■ TASK TO COMPLETE ■
All the data beneath this line is to be reproduced exactly.

|---|

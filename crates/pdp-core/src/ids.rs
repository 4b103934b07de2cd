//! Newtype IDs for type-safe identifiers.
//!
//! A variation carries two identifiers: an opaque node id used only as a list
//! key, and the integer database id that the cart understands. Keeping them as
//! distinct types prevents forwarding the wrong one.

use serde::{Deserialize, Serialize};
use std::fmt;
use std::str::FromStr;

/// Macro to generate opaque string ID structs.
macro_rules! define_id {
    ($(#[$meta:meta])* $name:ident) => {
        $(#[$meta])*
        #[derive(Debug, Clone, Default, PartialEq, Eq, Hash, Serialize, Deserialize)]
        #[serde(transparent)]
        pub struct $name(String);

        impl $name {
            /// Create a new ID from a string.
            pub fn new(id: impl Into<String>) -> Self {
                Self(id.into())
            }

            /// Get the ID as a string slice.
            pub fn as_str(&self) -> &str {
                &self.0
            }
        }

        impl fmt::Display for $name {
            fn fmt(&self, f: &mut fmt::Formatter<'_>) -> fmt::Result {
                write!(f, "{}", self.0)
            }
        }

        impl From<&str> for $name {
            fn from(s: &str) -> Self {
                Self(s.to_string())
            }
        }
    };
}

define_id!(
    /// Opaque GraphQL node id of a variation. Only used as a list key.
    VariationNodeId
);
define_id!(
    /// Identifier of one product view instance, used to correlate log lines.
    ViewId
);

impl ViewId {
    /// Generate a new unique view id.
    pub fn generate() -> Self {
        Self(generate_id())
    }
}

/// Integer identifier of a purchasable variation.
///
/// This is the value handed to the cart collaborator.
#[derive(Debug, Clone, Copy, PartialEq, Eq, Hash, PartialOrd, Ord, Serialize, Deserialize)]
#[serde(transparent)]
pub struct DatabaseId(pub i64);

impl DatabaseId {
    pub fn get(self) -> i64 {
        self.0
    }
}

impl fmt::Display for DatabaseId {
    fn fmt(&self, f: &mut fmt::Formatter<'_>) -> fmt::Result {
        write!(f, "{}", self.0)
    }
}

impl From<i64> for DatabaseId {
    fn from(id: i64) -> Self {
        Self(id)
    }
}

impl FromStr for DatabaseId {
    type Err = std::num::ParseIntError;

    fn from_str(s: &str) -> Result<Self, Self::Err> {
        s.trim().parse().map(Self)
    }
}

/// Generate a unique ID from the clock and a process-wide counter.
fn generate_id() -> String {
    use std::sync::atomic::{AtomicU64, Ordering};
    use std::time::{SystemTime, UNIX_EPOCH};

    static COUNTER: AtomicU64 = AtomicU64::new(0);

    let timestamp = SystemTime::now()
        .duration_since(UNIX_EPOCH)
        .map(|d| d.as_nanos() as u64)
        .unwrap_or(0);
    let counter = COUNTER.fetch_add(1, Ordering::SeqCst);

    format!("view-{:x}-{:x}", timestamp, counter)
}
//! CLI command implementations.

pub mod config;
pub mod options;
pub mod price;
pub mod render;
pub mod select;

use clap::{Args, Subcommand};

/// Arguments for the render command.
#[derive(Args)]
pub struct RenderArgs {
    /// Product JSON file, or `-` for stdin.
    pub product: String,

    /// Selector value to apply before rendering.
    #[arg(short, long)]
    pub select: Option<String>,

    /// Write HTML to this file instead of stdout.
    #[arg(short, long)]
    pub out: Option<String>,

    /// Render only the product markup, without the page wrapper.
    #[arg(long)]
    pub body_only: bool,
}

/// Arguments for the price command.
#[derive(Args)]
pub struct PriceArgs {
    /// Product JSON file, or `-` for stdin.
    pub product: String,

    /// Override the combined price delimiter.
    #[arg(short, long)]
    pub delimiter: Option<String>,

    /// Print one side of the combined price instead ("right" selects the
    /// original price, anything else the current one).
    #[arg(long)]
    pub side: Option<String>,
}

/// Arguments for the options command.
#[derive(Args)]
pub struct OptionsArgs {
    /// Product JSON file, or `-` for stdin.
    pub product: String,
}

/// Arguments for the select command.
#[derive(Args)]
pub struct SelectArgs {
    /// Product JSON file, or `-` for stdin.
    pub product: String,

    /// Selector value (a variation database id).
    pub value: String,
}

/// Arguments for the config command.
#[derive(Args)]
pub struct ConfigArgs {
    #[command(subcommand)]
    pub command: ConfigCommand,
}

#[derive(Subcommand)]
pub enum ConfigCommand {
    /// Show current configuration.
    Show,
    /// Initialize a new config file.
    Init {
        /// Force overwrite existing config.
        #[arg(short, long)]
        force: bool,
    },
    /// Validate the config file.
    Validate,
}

|---|

■ RESPONSE TO THE EXERCISE ■
filename crates/pdp-core/src/ids.rs
repository 4b103934b07de2cd
//! Newtype IDs for type-safe identifiers.
//!
//! A variation carries two identifiers: an opaque node id used only as a list
//! key, and the integer database id that the cart understands. Keeping them as
//! distinct types prevents forwarding the wrong one.

use serde::{Deserialize, Serialize};
use std::fmt;
use std::str::FromStr;

/// Macro to generate opaque string ID structs.
macro_rules! define_id {
    ($(#[$meta:meta])* $name:ident) => {
        $(#[$meta])*
        #[derive(Debug, Clone, Default, PartialEq, Eq, Hash, Serialize, Deserialize)]
        #[serde(transparent)]
        pub struct $name(String);

        impl $name {
            /// Create a new ID from a string.
            pub fn new(id: impl Into<String>) -> Self {
                Self(id.into())
            }

            /// Get the ID as a string slice.
            pub fn as_str(&self) -> &str {
                &self.0
            }
        }

        impl fmt::Display for $name {
            fn fmt(&self, f: &mut fmt::Formatter<'_>) -> fmt::Result {
                write!(f, "{}", self.0)
            }
        }

        impl From<&str> for $name {
            fn from(s: &str) -> Self {
                Self(s.to_string())
            }
        }
    };
}

define_id!(
    /// Opaque GraphQL node id of a variation. Only used as a list key.
    VariationNodeId
);
define_id!(
    /// Identifier of one product view instance, used to correlate log lines.
    ViewId
);

impl ViewId {
    /// Generate a new unique view id.
    pub fn generate() -> Self {
        Self(generate_id())
    }
}

/// Integer identifier of a purchasable variation.
///
/// This is the value handed to the cart collaborator.
#[derive(Debug, Clone, Copy, PartialEq, Eq, Hash, PartialOrd, Ord, Serialize, Deserialize)]
#[serde(transparent)]
pub struct DatabaseId(pub i64);

impl DatabaseId {
    pub fn get(self) -> i64 {
        self.0
    }
}

impl fmt::Display for DatabaseId {
    fn fmt(&self, f: &mut fmt::Formatter<'_>) -> fmt::Result {
        write!(f, "{}", self.0)
    }
}

impl From<i64> for DatabaseId {
    fn from(id: i64) -> Self {
        Self(id)
    }
}

impl FromStr for DatabaseId {
    type Err = std::num::ParseIntError;

    fn from_str(s: &str) -> Result<Self, Self::Err> {
        s.trim().parse().map(Self)
    }
}

/// Generate a unique ID from the clock and a process-wide counter.
fn generate_id() -> String {
    use std::sync::atomic::{AtomicU64, Ordering};
    use std::time::{SystemTime, UNIX_EPOCH};

    static COUNTER: AtomicU64 = AtomicU64::new(0);

    let timestamp = SystemTime::now()
        .duration_since(UNIX_EPOCH)
        .map(|d| d.as_nanos() as u64)
        .unwrap_or(0);
    let counter = COUNTER.fetch_add(1, Ordering::SeqCst);

    format!("view-{:x}-{:x}", timestamp, counter)
}
//! CLI command implementations.

pub mod config;
pub mod options;
pub mod price;
pub mod render;
pub mod select;

use clap::{Args, Subcommand};

/// Arguments for the render command.
#[derive(Args)]
pub struct RenderArgs {
    /// Product JSON file, or `-` for stdin.
    pub product: String,

    /// Selector value to apply before rendering.
    #[arg(short, long)]
    pub select: Option<String>,

    /// Write HTML to this file instead of stdout.
    #[arg(short, long)]
    pub out: Option<String>,

    /// Render only the product markup, without the page wrapper.
    #[arg(long)]
    pub body_only: bool,
}

/// Arguments for the price command.
#[derive(Args)]
pub struct PriceArgs {
    /// Product JSON file, or `-` for stdin.
    pub product: String,

    /// Override the combined price delimiter.
    #[arg(short, long)]
    pub delimiter: Option<String>,

    /// Print one side of the combined price instead ("right" selects the
    /// original price, anything else the current one).
    #[arg(long)]
    pub side: Option<String>,
}

/// Arguments for the options command.
#[derive(Args)]
pub struct OptionsArgs {
    /// Product JSON file, or `-` for stdin.
    pub product: String,
}

/// Arguments for the select command.
#[derive(Args)]
pub struct SelectArgs {
    /// Product JSON file, or `-` for stdin.
    pub product: String,

    /// Selector value (a variation database id).
    pub value: String,
}

/// Arguments for the config command.
#[derive(Args)]
pub struct ConfigArgs {
    #[command(subcommand)]
    pub command: ConfigCommand,
}

#[derive(Subcommand)]
pub enum ConfigCommand {
    /// Show current configuration.
    Show,
    /// Initialize a new config file.
    Init {
        /// Force overwrite existing config.
        #[arg(short, long)]
        force: bool,
    },
    /// Validate the config file.
    Validate,
}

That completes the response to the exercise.